S: Oh, my gosh! So, it eats off the bacteria?
R: A lot of people see that and think, oh I’ve got to kill that. My kids used to see those and think we’ve got to feed it to the chickens because the chickens will fight over it. But, that is a factory right now in the positive sense of parasites. It’s been parasitized by wasps, most likely, and it’s gonna have tiny little cocoons all over it soon. If we can be patient and leave this here, if I let nature take care of it, I don’t have to spend the time or the money to buy the spray. Why not just celebrate the natural cycles, tolerate a little bit of damage and then allow the predators to come in to control that? Oh! One thing you’ll appreciate, you can see this here. When the bottom leaves die, it’s got all this new foliage coming up. Quality tomatoes need leaves because leaves are solar collectors. Then all the sugars and flavors get stored in the tomatoes. The plant makes tasty fruit. This is my teacher in me…why do plants make tasty fruit?
S: Why do the plants make tasty fruit?
R: What’s the goal of it?

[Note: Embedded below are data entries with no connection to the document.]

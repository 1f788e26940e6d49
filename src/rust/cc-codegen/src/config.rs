// Copyright 2025 Zurich Instruments AG
// SPDX-License-Identifier: Apache-2.0

//! Structured hardware configuration as consumed by the code generator.
//!
//! The layout mirrors the platform configuration document: a global `cycle_time`,
//! the instruction set, and the `eqasm_backend_cc` section describing the
//! instruments attached to the controller.

use anyhow::Context;
use indexmap::IndexMap;
use serde::Deserialize;
use serde_json::Value;

use crate::Result;

#[derive(Debug, Clone, Deserialize)]
pub struct HardwareConfig {
    /// Duration of one controller cycle in ns.
    pub cycle_time: u64,
    #[serde(default)]
    pub instructions: IndexMap<String, InstructionConfig>,
    pub eqasm_backend_cc: BackendConfig,
}

impl HardwareConfig {
    pub fn from_json(json: &str) -> Result<Self> {
        let config = serde_json::from_str(json).context("Failed to parse hardware configuration")?;
        Ok(config)
    }

    pub fn from_value(value: Value) -> Result<Self> {
        let config =
            serde_json::from_value(value).context("Failed to parse hardware configuration")?;
        Ok(config)
    }
}

#[derive(Debug, Clone, Deserialize)]
pub struct BackendConfig {
    pub instrument_definitions: IndexMap<String, InstrumentDefinitionConfig>,
    pub control_modes: IndexMap<String, ControlModeConfig>,
    #[serde(default)]
    pub signals: IndexMap<String, Vec<SignalConfig>>,
    pub instruments: Vec<InstrumentConfig>,
}

#[derive(Debug, Clone, Deserialize)]
pub struct InstrumentDefinitionConfig {
    /// Physical latency in ns.
    pub latency: u64,
}

#[derive(Debug, Clone, Deserialize)]
pub struct ControlModeConfig {
    #[serde(default)]
    pub control_bits: Vec<Vec<u32>>,
    #[serde(default)]
    pub trigger_bits: Vec<u32>,
    pub result_bits: Option<Vec<Vec<u32>>>,
}

#[derive(Debug, Clone, Deserialize)]
pub struct ControllerConfig {
    pub slot: u32,
}

#[derive(Debug, Clone, Deserialize)]
pub struct InstrumentConfig {
    pub name: String,
    pub ref_signals_type: String,
    pub ref_instrument_definition: String,
    pub ref_control_mode: String,
    pub controller: ControllerConfig,
    /// Qubits connected to every group of the instrument.
    pub qubits: Vec<Vec<usize>>,
}

#[derive(Debug, Clone, Deserialize)]
pub struct SignalConfig {
    #[serde(rename = "type")]
    pub signal_type: String,
    pub operand_idx: usize,
    pub value: Value,
}

#[derive(Debug, Clone, Deserialize)]
pub struct InstructionConfig {
    #[serde(rename = "type")]
    pub instruction_type: String,
    #[serde(default)]
    pub cc: Option<CcInstructionConfig>,
}

#[derive(Debug, Clone, Deserialize)]
pub struct CcInstructionConfig {
    pub signal_ref: Option<String>,
    pub signal: Option<Vec<SignalConfig>>,
}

They could just make a bare seed, but they surround the seed in something that looks good, smells good, and tastes good.
N: To make it transferrable to help itself spread.
R: Yeah! They want their children to do well, is what the plant does. It’s calling all these animals out here saying that I’ve got this green thing now. It’s hard, it’s crunchy, it’s starchy, don’t bother it now. Come check back when the color changes and it has all these aromas. I’ve got sweetness there for you. I’ve got protein. I’ve got fats. I’m gonna nourish you if you help me spread my children. I want my children to do well, I want my children to go to the world and succeed other places, not hang around home. So, the plant rewards the animals it partners with. So, Neal, there’s a lot of things I haven’t done this year but I have, to do some degree tried to get the tomatoes taken care of. At the end of day, or sometimes first thing in the morning I think, I can’t get everything done today. It’s the time of the year where you’ve gotta give up on some things.
N: Yeah. Let go!
R: You know?? It’s not all gonna get done to my ideal this year and sometimes I’m uncomfortable with this money grubbing thing of, I gotta get my money, gotta get my money! You sit down, you look at your books, what’s coming in and what your outlays are. Sometimes you gotta make money to keep doing it. If you’re gonna hold onto the land and keep this heritage going, you gotta figure out what makes money for you. But part of that is what you enjoy doing. The ideal is when the things that make money and the things that bring joy to you and your customers, when those can come together sometimes. So, tomatoes for us are one thing.
S: Do you have a personal favorite task on the farm?
R: That’s a good question and it’s like asking me to name a favorite child.
S: It seems like, for you as a science mind and everything, that putting together the pieces of the puzzle is something that you enjoy every day. Every day is a new problem to solve.
R: But there’s also a sense of wonder in that, and joy. I wanna keep that in mind, too, because so many people talk about farming as drudgery. We need to figure out how to bring on future generations. Whenever people come to the farm, I say, don’t teach me, teach my kids. I want you to teach the next generation.